§ Dataset records:

%%

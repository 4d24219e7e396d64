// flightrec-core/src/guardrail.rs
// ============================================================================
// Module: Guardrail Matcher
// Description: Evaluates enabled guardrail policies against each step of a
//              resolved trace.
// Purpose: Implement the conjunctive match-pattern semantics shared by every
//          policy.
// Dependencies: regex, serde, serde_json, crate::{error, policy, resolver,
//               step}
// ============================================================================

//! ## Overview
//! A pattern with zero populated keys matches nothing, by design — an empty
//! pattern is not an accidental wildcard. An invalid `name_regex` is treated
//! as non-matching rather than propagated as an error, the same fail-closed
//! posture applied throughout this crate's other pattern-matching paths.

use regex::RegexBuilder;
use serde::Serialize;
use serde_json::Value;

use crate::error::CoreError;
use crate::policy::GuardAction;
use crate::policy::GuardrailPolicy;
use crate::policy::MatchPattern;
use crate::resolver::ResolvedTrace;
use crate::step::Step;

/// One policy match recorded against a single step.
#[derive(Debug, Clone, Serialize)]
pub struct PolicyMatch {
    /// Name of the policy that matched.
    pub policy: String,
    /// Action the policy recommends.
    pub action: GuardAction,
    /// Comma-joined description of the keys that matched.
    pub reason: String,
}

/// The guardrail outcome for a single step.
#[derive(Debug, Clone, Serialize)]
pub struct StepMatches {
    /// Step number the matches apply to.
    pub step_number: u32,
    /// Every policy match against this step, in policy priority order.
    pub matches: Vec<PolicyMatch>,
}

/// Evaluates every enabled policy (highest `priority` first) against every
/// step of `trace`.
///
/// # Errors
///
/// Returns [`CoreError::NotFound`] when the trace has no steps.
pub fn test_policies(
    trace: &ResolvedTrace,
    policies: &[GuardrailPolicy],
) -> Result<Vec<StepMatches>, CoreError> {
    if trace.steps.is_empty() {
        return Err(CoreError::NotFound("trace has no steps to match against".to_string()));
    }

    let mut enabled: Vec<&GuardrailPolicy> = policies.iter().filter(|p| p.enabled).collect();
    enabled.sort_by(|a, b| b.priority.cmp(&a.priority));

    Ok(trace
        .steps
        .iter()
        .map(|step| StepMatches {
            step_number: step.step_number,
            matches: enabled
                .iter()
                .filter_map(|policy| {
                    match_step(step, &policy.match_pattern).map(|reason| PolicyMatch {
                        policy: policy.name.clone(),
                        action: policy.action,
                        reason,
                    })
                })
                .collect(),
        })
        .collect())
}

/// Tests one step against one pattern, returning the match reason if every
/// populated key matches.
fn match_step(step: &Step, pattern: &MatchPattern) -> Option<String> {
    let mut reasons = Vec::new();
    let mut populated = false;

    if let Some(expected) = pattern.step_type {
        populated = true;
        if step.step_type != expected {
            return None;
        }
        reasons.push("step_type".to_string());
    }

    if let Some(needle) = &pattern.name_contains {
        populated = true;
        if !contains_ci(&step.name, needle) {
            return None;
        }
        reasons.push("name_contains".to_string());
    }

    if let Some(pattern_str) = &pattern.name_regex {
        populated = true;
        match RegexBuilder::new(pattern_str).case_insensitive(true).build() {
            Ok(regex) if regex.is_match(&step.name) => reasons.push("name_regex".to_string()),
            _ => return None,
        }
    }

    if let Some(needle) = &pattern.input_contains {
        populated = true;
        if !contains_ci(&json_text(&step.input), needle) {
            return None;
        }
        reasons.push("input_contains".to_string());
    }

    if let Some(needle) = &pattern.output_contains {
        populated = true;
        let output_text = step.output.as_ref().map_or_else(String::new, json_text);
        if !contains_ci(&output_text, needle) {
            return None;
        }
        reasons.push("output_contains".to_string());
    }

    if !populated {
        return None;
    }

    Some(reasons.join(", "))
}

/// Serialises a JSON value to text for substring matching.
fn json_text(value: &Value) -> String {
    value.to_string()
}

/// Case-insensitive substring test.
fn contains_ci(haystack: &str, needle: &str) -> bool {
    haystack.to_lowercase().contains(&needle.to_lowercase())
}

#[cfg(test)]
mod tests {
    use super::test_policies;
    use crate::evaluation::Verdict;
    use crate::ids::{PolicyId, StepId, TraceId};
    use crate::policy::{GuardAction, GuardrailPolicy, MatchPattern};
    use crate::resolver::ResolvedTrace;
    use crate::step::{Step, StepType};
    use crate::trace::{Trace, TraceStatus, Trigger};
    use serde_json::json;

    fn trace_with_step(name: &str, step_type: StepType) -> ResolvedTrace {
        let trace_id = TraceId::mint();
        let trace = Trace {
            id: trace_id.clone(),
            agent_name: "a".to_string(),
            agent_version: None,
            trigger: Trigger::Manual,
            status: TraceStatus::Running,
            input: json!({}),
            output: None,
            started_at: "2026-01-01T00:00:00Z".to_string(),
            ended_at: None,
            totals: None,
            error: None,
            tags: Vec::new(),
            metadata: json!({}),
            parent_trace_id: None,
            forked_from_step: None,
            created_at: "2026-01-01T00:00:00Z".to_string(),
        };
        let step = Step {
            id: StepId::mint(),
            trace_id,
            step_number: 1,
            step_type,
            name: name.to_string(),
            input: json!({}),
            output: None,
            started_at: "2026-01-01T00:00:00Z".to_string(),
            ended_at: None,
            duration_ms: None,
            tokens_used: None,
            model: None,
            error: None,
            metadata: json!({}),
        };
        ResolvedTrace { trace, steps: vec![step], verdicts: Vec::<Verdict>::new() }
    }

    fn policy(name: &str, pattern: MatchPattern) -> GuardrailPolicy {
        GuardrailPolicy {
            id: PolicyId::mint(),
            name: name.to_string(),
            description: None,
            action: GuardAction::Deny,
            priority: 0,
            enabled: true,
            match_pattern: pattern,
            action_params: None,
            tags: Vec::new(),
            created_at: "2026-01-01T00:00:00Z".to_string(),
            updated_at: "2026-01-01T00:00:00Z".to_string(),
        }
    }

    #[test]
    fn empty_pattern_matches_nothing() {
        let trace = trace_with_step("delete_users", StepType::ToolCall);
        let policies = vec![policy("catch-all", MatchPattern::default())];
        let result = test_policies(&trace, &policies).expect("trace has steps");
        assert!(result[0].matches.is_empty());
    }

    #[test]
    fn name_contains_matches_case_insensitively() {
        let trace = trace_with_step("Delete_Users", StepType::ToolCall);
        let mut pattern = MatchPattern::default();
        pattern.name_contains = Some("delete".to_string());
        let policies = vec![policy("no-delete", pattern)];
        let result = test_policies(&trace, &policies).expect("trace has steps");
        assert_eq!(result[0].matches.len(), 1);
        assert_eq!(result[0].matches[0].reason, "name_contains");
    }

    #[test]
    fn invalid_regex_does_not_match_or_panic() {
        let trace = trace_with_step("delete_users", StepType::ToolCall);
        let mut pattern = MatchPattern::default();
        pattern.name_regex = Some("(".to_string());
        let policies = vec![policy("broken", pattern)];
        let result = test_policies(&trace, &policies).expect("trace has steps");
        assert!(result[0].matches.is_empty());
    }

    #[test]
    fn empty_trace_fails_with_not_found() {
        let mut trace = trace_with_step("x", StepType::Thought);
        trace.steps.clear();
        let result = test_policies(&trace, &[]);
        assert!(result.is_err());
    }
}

%%

§ Task objective: Every line of the listing that holds "NotFound" is to be counted; give only the resulting number.

§ Answer for this exercise: 2